Zeolitic alteration near Douglas, Wyoming, changed the hydrologic role of tuffs from aquifers to aquitards. Tuffs were originally aquifers because of their high Permeability (>30 md) relative to interbedded mud rocks (10-4 to 1 md), Signigicant thicknesses (0.5 to 2 m presentday), and lateral continuity. Tuff alteration, however, decreased permeability by ∼4 orders of magnitude relative to glass-rich portions. Similar diagenetic effects on mud-rock permeabilities are likely.

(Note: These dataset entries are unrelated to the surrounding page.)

//! Caching policies.
//!
//! Each call is independent: a policy holds no per-request state and never
//! returns an error. Whatever goes wrong, the caller gets a [`Response`],
//! at worst [`Response::offline_unavailable`].

use std::fmt;
use std::sync::Arc;
use std::time::Duration;

use swkit_common::with_timeout;
use swkit_net::{Fetcher, NetError, Request, Response};
use tokio::sync::oneshot;
use tracing::{debug, trace, warn};

use crate::classify::ResourceKind;
use crate::config::CacheNames;
use crate::event::WaitUntil;
use crate::storage::CacheStorage;

/// How a request is served.
#[derive(Debug, Clone, Copy, PartialEq, Eq)]
pub enum Strategy {
    /// Static cache, then network.
    CacheFirst,
    /// Network, then dynamic cache.
    NetworkFirst,
    /// Dynamic cache now, network refresh in the background.
    StaleWhileRevalidate,
}

impl Strategy {
    pub fn for_kind(kind: ResourceKind) -> Self {
        match kind {
            ResourceKind::StaticAsset => Strategy::CacheFirst,
            ResourceKind::Page => Strategy::StaleWhileRevalidate,
            ResourceKind::Api | ResourceKind::Other => Strategy::NetworkFirst,
        }
    }
}

/// The three policies over one pair of caches.
#[derive(Clone)]
pub struct CachePolicies {
    caches: CacheStorage,
    fetcher: Arc<dyn Fetcher>,
    names: CacheNames,
    timeout: Duration,
}

impl CachePolicies {
    pub fn new(
        caches: CacheStorage,
        fetcher: Arc<dyn Fetcher>,
        names: CacheNames,
        timeout: Duration,
    ) -> Self {
        Self {
            caches,
            fetcher,
            names,
            timeout,
        }
    }

    pub fn names(&self) -> &CacheNames {
        &self.names
    }

    /// Serve `request` with `strategy`.
    pub async fn serve(
        &self,
        strategy: Strategy,
        request: &Request,
        wait_until: &WaitUntil,
    ) -> Response {
        match strategy {
            Strategy::CacheFirst => self.cache_first(request).await,
            Strategy::NetworkFirst => self.network_first(request).await,
            Strategy::StaleWhileRevalidate => {
                self.stale_while_revalidate(request, wait_until).await
            }
        }
    }

    /// Static cache hit wins outright; a miss goes to the network and a
    /// successful answer is stored in the static cache.
    pub async fn cache_first(&self, request: &Request) -> Response {
        if let Some(cached) = self.lookup(&self.names.static_cache, request).await {
            trace!(url = %request.url, "Cache-first hit");
            return cached;
        }

        match self.fetch(request).await {
            Ok(response) => {
                self.store(&self.names.static_cache, request, &response).await;
                response
            }
            Err(e) => {
                warn!(url = %request.url, error = %e, "Cache-first fetch failed");
                Response::offline_unavailable()
            }
        }
    }

    /// Network answer wins; the dynamic cache (then the pre-warmed static
    /// cache) is the fallback when the network fails.
    pub async fn network_first(&self, request: &Request) -> Response {
        match self.fetch(request).await {
            Ok(response) => {
                self.store(&self.names.dynamic_cache, request, &response).await;
                response
            }
            Err(e) => {
                debug!(url = %request.url, error = %e, "Network failed, trying cache");
                match self.lookup_fallback(request).await {
                    Some(cached) => cached,
                    None => Response::offline_unavailable(),
                }
            }
        }
    }

    /// Cached copy now, refreshed copy next time.
    ///
    /// The refresh is spawned through `wait_until` before the cache lookup
    /// and is never awaited by a caller served from cache. With nothing
    /// cached, the caller waits for the refresh's response instead.
    pub async fn stale_while_revalidate(
        &self,
        request: &Request,
        wait_until: &WaitUntil,
    ) -> Response {
        let (tx, rx) = oneshot::channel();
        let policies = self.clone();
        let revalidate = request.clone();
        wait_until.spawn(async move {
            let result = policies.fetch(&revalidate).await;
            if let Ok(response) = &result {
                policies
                    .store(&policies.names.dynamic_cache, &revalidate, response)
                    .await;
            }
            if let Err(e) = &result {
                debug!(url = %revalidate.url, error = %e, "Revalidation failed");
            }
            // The caller may already have been served from cache.
            let _ = tx.send(result);
        });

        if let Some(cached) = self.lookup_fallback(request).await {
            trace!(url = %request.url, "Serving cached page, revalidating");
            return cached;
        }

        match rx.await {
            Ok(Ok(response)) => response,
            Ok(Err(e)) => {
                warn!(url = %request.url, error = %e, "Page unavailable offline");
                Response::offline_unavailable()
            }
            Err(_) => {
                warn!(url = %request.url, "Revalidation task ended without a result");
                Response::offline_unavailable()
            }
        }
    }

    async fn fetch(&self, request: &Request) -> Result<Response, NetError> {
        match with_timeout(self.timeout, || self.fetcher.fetch(request)).await {
            Ok(result) => result,
            Err(_) => Err(NetError::Timeout(self.timeout)),
        }
    }

    /// Dynamic cache, then static cache.
    async fn lookup_fallback(&self, request: &Request) -> Option<Response> {
        match self.lookup(&self.names.dynamic_cache, request).await {
            Some(hit) => Some(hit),
            None => self.lookup(&self.names.static_cache, request).await,
        }
    }

    async fn lookup(&self, cache_name: &str, request: &Request) -> Option<Response> {
        if !request.is_cacheable() || !self.caches.has(cache_name).await {
            return None;
        }
        let cache = match self.caches.open(cache_name).await {
            Ok(cache) => cache,
            Err(e) => {
                warn!(cache = cache_name, error = %e, "Cache unavailable");
                return None;
            }
        };
        match cache.get(request).await {
            Ok(hit) => hit,
            Err(e) => {
                warn!(cache = cache_name, url = %request.url, error = %e, "Cache lookup failed");
                None
            }
        }
    }

    /// Store a successful answer. Failures are logged and swallowed.
    async fn store(&self, cache_name: &str, request: &Request, response: &Response) {
        if !response.ok() || !request.is_cacheable() {
            trace!(url = %request.url, status = %response.status, "Not caching response");
            return;
        }

        let result = match self.caches.open(cache_name).await {
            Ok(cache) => cache.put(request, response).await,
            Err(e) => Err(e),
        };
        match result {
            Ok(()) => debug!(cache = cache_name, url = %request.url, "Response cached"),
            Err(e) => warn!(
                cache = cache_name,
                url = %request.url,
                error = %e,
                "Failed to cache response"
            ),
        }
    }
}

impl fmt::Debug for CachePolicies {
    fn fmt(&self, f: &mut fmt::Formatter<'_>) -> fmt::Result {
        f.debug_struct("CachePolicies")
            .field("names", &self.names)
            .field("timeout", &self.timeout)
            .finish_non_exhaustive()
    }
}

Mass flux into altered tuffs at Douglas is indicated by an increase in bulk rock density from ∼1.3 g/cm3 for glass-rich tuff to ∼1.7 and ∼2.0 g/cm3, respectively, for zeolitic and siliceous counterparts. Local silica redistribution accouts for the bulk of the density increases. A systematic increase in Ba content of clinoptilolite over a 150-m vertical section (from 0.1 to 6.6 mol% of the exchangeable cations) suggests that it was derived from underlying units.